Les hymnes du Rig Veda, considérés comme le plus ancien corpus littéraire de l’humanité, offrent une fenêtre unique sur une époque bien antérieure à l’émergence des grandes cités de la civilisation des 7 Rivières, connue sous le nom de civilisation de l’Indus-Sarasvatî. En particulier, les mandalas 2, 3, 4, 5, 6 et 7 sont souvent considérés comme les plus anciens et relatent des évènements marquants de cette époque pré-urbaine. Ces textes décrivent un monde où les communautés humaines étaient organisées autour de clans vivant en harmonie avec la nature et confrontées à des luttes mythiques et réelles.
Une Société Clanique et Pastorale
Les hymnes védiques évoquent une société fondée sur l’élevage et l’agriculture, avec une forte dépendance envers les forces naturelles. Les clans y sont dépeints comme des unités sociales autonomes, dirigés par des chefs charismatiques (“rājas”). Le rôle du sacré est central dans la vie quotidienne, avec des rituels destinés à apaiser les dieux et à assurer la prospérité. Le feu sacré (“Agni”) et le Soma, un breuvage mystique, occupent une place prépondérante dans ces pratiques.
Les descriptions des hymnes montrent une économie basée sur l’élevage de bovins, qui étaient non seulement une source de subsistance mais aussi une unité de richesse et un enjeu de conflits. Les termes védiques comme “go” (vache) apparaissent fréquemment et soulignent l’importance de ce bétail dans les échanges et les offrandes rituelles.
Les Mandalas du Rig Veda et leurs Contextes
Les Mandalas 2 à 7 : Chroniques de l’Âge Pré-urbain
Les mandalas 2, 3, 4, 5, 6 et 7 sont considérés comme les plus anciens et racontent des évènements majeurs d’une époque antérieure à la phase urbaine. Ils relatent des luttes mythologiques et historiques telles que :
- La Légende de Vṛitra : Indra, le dieu guerrier, tue le dragon Vṛitra pour libérer les eaux. Cet épisode symbolise probablement une sécheresse due à un super-volcan qui a obscurci le ciel, il y a environ 7300 ans
- Les Conflits avec Shushna et Shambara : Ces ennemis, souvent dépeints comme des chefs d’autres clans ou tribus, illustrent les tensions entre groupes pour le contrôle des ressources. Shushna symbolise une grande sécheresse ayant eu lieu probablement il y a 8200 ans lors du grand refroidissement général de l’hémisphère nord.

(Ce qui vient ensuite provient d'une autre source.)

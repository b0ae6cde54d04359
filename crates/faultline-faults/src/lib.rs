//! ---
//! flt_section: "01-core-functionality"
//! flt_subsection: "module"
//! flt_type: "source"
//! flt_scope: "code"
//! flt_description: "Fault feature modules for HTTP and Redis experiments."
//! flt_version: "v0.0.0-prealpha"
//! flt_owner: "tbd"
//! ---
//! Feature modules translating fault configs into discovery resources
//! and view properties. Each module registers its generators and its
//! transformation during daemon wiring.

pub mod redis;
pub mod server;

- La Guerre des Dix Rois : Cet événement épique, décrit dans le Mandala 7, montre une coalition de tribus affrontant le roi Sudas, reflet des alliances et rivalités de l’époque.
Le Premier Mandala : Une Compilation Variée
Bien qu’il contienne des hymnes très anciens, le premier mandala inclut aussi des compositions de périodes variées. Il reflète une synthèse de traditions orales transmises sur plusieurs générations.
Le Huitième Mandala : Transition vers l’Urbanisation
Datant probablement du début de la phase urbaine, il y a environ 5500 ans, ce mandala montre des évolutions dans les pratiques et les mentalités. Les hymnes y reflètent une société en mutation, avec des éléments qui préfigurent l’organisation urbaine.
Le Neuvième Mandala : Le Soma comme Axe Central
Entièrement consacré au Soma, ce mandala rassemble des hymnes provenant de toutes les époques et familles de rishis. Sa compilation remonte probablement à avant 2200 av. J.-C., date de la grande sécheresse qui aurait marqué la disparition du Soma originel, souvent identifié comme le Psilocybe cubensis.
Le Dixième Mandala : Une Fin de Cycle
Composé aux alentours de 2000 av. J.-C., ce mandala reflète les derniers moments de la civilisation védique classique. Les rishis responsables de ces hymnes appartiennent à une nouvelle génération, avec quelques exceptions liées à des lignées anciennes. Ce texte témoigne de changements sociaux et spirituels après la disparition du Soma originel.
Conclusion
Les hymnes védiques des différents mandalas offrent un récit évolutif d’une société en transition, passant d’un mode de vie pastoral et clanique à une organisation pré-urbaine puis urbaine. Ces textes sont autant des archives mythologiques que des reflets historiques, permettant de comprendre les mutations culturelles et économiques qui ont précédé l’émergence des grandes cités de la vallée de l’Indus-Sarasvatî. Leur étude continue de révéler les racines profondes de la civilisation indienne.